**REQUIREMENT:** Every record must be retyped exactly as it reads.

━━━ MATERIALS PROVIDED

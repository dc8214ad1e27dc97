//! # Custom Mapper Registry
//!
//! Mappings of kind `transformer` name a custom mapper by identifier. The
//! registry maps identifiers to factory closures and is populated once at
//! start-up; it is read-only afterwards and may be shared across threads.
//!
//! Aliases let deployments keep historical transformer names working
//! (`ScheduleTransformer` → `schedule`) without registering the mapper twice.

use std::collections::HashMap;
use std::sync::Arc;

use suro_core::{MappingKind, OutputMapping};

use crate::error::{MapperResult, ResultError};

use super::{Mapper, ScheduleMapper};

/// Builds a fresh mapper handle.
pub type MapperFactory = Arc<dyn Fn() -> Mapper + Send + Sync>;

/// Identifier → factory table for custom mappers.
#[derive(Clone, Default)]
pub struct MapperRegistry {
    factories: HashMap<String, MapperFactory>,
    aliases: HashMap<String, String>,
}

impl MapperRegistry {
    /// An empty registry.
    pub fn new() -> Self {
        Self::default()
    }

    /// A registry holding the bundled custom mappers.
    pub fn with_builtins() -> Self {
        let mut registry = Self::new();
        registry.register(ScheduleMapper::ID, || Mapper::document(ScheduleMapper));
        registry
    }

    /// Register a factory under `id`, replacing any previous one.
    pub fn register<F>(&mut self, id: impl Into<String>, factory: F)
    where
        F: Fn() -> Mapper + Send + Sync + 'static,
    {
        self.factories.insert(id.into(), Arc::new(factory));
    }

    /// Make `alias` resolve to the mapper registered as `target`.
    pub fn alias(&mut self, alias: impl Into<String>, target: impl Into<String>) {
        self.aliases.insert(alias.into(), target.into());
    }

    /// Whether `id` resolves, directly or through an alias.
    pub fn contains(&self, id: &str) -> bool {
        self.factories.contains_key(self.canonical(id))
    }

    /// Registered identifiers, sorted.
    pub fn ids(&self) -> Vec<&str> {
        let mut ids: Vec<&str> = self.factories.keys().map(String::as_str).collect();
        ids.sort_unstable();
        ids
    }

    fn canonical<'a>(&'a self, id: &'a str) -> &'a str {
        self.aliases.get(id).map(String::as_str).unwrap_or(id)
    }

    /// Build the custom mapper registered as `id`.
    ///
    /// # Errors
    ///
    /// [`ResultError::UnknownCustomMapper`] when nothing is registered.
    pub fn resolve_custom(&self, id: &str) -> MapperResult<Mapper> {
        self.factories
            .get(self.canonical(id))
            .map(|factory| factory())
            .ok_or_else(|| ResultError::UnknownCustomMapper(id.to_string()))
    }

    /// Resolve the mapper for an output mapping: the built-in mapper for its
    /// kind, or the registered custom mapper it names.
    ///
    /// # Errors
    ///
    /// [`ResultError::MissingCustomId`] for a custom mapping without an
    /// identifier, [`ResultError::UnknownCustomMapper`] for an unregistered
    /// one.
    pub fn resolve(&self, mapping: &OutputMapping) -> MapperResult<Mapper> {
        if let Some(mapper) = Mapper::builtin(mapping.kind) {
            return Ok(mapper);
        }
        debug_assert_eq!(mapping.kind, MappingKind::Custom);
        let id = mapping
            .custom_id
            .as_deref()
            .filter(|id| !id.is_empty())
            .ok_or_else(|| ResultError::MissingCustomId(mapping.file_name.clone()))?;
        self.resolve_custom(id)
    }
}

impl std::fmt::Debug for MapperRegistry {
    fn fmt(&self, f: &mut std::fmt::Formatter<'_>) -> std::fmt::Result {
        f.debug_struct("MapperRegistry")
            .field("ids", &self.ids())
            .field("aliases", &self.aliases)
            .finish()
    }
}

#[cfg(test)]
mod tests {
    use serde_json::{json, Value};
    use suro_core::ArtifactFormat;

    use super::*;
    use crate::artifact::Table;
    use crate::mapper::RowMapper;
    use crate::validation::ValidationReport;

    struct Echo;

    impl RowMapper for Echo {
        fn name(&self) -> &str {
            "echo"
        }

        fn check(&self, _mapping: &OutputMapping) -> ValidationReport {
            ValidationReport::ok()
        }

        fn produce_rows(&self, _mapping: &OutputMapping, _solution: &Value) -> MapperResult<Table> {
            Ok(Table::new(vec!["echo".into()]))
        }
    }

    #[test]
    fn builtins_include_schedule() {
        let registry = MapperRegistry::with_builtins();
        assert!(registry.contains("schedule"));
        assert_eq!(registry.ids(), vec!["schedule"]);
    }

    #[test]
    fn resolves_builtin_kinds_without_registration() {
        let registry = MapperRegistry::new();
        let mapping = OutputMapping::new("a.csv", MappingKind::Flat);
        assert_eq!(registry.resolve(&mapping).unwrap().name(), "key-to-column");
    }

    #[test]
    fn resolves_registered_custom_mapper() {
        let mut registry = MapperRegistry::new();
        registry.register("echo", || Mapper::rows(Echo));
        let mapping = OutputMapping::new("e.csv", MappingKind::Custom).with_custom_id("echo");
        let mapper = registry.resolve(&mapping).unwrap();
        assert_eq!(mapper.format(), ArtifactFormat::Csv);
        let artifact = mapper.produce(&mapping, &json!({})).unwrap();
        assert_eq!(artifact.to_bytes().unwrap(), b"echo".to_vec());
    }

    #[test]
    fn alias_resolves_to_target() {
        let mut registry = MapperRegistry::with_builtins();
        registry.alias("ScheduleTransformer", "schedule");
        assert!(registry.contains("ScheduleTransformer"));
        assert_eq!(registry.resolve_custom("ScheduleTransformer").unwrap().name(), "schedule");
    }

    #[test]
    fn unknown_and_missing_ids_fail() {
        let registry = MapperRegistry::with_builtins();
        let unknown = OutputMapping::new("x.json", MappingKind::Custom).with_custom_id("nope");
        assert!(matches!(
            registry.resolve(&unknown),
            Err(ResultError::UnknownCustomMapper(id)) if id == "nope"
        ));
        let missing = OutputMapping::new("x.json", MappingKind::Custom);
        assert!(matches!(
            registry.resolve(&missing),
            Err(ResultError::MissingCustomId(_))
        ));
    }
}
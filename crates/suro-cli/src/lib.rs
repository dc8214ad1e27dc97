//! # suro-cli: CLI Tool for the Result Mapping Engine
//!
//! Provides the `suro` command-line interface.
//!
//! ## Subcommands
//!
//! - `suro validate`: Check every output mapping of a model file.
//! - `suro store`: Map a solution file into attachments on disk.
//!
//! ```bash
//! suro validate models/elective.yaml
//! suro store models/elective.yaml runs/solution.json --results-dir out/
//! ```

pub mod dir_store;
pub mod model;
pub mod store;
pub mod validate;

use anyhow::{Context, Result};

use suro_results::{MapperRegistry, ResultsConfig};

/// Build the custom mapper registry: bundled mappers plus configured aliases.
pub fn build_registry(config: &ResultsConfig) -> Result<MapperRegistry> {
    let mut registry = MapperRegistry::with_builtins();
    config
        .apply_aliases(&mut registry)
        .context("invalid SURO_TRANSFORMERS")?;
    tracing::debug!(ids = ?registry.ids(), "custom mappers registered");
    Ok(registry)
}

━━━━━━

**YOUR RESPONSE:**
repository dc8214ad1e27dc97
//! # Custom Mapper Registry
//!
//! Mappings of kind `transformer` name a custom mapper by identifier. The
//! registry maps identifiers to factory closures and is populated once at
//! start-up; it is read-only afterwards and may be shared across threads.
//!
//! Aliases let deployments keep historical transformer names working
//! (`ScheduleTransformer` → `schedule`) without registering the mapper twice.

use std::collections::HashMap;
use std::sync::Arc;

use suro_core::{MappingKind, OutputMapping};

use crate::error::{MapperResult, ResultError};

use super::{Mapper, ScheduleMapper};

/// Builds a fresh mapper handle.
pub type MapperFactory = Arc<dyn Fn() -> Mapper + Send + Sync>;

/// Identifier → factory table for custom mappers.
#[derive(Clone, Default)]
pub struct MapperRegistry {
    factories: HashMap<String, MapperFactory>,
    aliases: HashMap<String, String>,
}

impl MapperRegistry {
    /// An empty registry.
    pub fn new() -> Self {
        Self::default()
    }

    /// A registry holding the bundled custom mappers.
    pub fn with_builtins() -> Self {
        let mut registry = Self::new();
        registry.register(ScheduleMapper::ID, || Mapper::document(ScheduleMapper));
        registry
    }

    /// Register a factory under `id`, replacing any previous one.
    pub fn register<F>(&mut self, id: impl Into<String>, factory: F)
    where
        F: Fn() -> Mapper + Send + Sync + 'static,
    {
        self.factories.insert(id.into(), Arc::new(factory));
    }

    /// Make `alias` resolve to the mapper registered as `target`.
    pub fn alias(&mut self, alias: impl Into<String>, target: impl Into<String>) {
        self.aliases.insert(alias.into(), target.into());
    }

    /// Whether `id` resolves, directly or through an alias.
    pub fn contains(&self, id: &str) -> bool {
        self.factories.contains_key(self.canonical(id))
    }

    /// Registered identifiers, sorted.
    pub fn ids(&self) -> Vec<&str> {
        let mut ids: Vec<&str> = self.factories.keys().map(String::as_str).collect();
        ids.sort_unstable();
        ids
    }

    fn canonical<'a>(&'a self, id: &'a str) -> &'a str {
        self.aliases.get(id).map(String::as_str).unwrap_or(id)
    }

    /// Build the custom mapper registered as `id`.
    ///
    /// # Errors
    ///
    /// [`ResultError::UnknownCustomMapper`] when nothing is registered.
    pub fn resolve_custom(&self, id: &str) -> MapperResult<Mapper> {
        self.factories
            .get(self.canonical(id))
            .map(|factory| factory())
            .ok_or_else(|| ResultError::UnknownCustomMapper(id.to_string()))
    }

    /// Resolve the mapper for an output mapping: the built-in mapper for its
    /// kind, or the registered custom mapper it names.
    ///
    /// # Errors
    ///
    /// [`ResultError::MissingCustomId`] for a custom mapping without an
    /// identifier, [`ResultError::UnknownCustomMapper`] for an unregistered
    /// one.
    pub fn resolve(&self, mapping: &OutputMapping) -> MapperResult<Mapper> {
        if let Some(mapper) = Mapper::builtin(mapping.kind) {
            return Ok(mapper);
        }
        debug_assert_eq!(mapping.kind, MappingKind::Custom);
        let id = mapping
            .custom_id
            .as_deref()
            .filter(|id| !id.is_empty())
            .ok_or_else(|| ResultError::MissingCustomId(mapping.file_name.clone()))?;
        self.resolve_custom(id)
    }
}

impl std::fmt::Debug for MapperRegistry {
    fn fmt(&self, f: &mut std::fmt::Formatter<'_>) -> std::fmt::Result {
        f.debug_struct("MapperRegistry")
            .field("ids", &self.ids())
            .field("aliases", &self.aliases)
            .finish()
    }
}

#[cfg(test)]
mod tests {
    use serde_json::{json, Value};
    use suro_core::ArtifactFormat;

    use super::*;
    use crate::artifact::Table;
    use crate::mapper::RowMapper;
    use crate::validation::ValidationReport;

    struct Echo;

    impl RowMapper for Echo {
        fn name(&self) -> &str {
            "echo"
        }

        fn check(&self, _mapping: &OutputMapping) -> ValidationReport {
            ValidationReport::ok()
        }

        fn produce_rows(&self, _mapping: &OutputMapping, _solution: &Value) -> MapperResult<Table> {
            Ok(Table::new(vec!["echo".into()]))
        }
    }

    #[test]
    fn builtins_include_schedule() {
        let registry = MapperRegistry::with_builtins();
        assert!(registry.contains("schedule"));
        assert_eq!(registry.ids(), vec!["schedule"]);
    }

    #[test]
    fn resolves_builtin_kinds_without_registration() {
        let registry = MapperRegistry::new();
        let mapping = OutputMapping::new("a.csv", MappingKind::Flat);
        assert_eq!(registry.resolve(&mapping).unwrap().name(), "key-to-column");
    }

    #[test]
    fn resolves_registered_custom_mapper() {
        let mut registry = MapperRegistry::new();
        registry.register("echo", || Mapper::rows(Echo));
        let mapping = OutputMapping::new("e.csv", MappingKind::Custom).with_custom_id("echo");
        let mapper = registry.resolve(&mapping).unwrap();
        assert_eq!(mapper.format(), ArtifactFormat::Csv);
        let artifact = mapper.produce(&mapping, &json!({})).unwrap();
        assert_eq!(artifact.to_bytes().unwrap(), b"echo".to_vec());
    }

    #[test]
    fn alias_resolves_to_target() {
        let mut registry = MapperRegistry::with_builtins();
        registry.alias("ScheduleTransformer", "schedule");
        assert!(registry.contains("ScheduleTransformer"));
        assert_eq!(registry.resolve_custom("ScheduleTransformer").unwrap().name(), "schedule");
    }

    #[test]
    fn unknown_and_missing_ids_fail() {
        let registry = MapperRegistry::with_builtins();
        let unknown = OutputMapping::new("x.json", MappingKind::Custom).with_custom_id("nope");
        assert!(matches!(
            registry.resolve(&unknown),
            Err(ResultError::UnknownCustomMapper(id)) if id == "nope"
        ));
        let missing = OutputMapping::new("x.json", MappingKind::Custom);
        assert!(matches!(
            registry.resolve(&missing),
            Err(ResultError::MissingCustomId(_))
        ));
    }
}
filename crates/suro-cli/src/lib.rs
repository dc8214ad1e27dc97
//! # suro-cli: CLI Tool for the Result Mapping Engine
//!
//! Provides the `suro` command-line interface.
//!
//! ## Subcommands
//!
//! - `suro validate`: Check every output mapping of a model file.
//! - `suro store`: Map a solution file into attachments on disk.
//!
//! ```bash
//! suro validate models/elective.yaml
//! suro store models/elective.yaml runs/solution.json --results-dir out/
//! ```

pub mod dir_store;
pub mod model;
pub mod store;
pub mod validate;

use anyhow::{Context, Result};

use suro_results::{MapperRegistry, ResultsConfig};

/// Build the custom mapper registry: bundled mappers plus configured aliases.
pub fn build_registry(config: &ResultsConfig) -> Result<MapperRegistry> {
    let mut registry = MapperRegistry::with_builtins();
    config
        .apply_aliases(&mut registry)
        .context("invalid SURO_TRANSFORMERS")?;
    tracing::debug!(ids = ?registry.ids(), "custom mappers registered");
    Ok(registry)
}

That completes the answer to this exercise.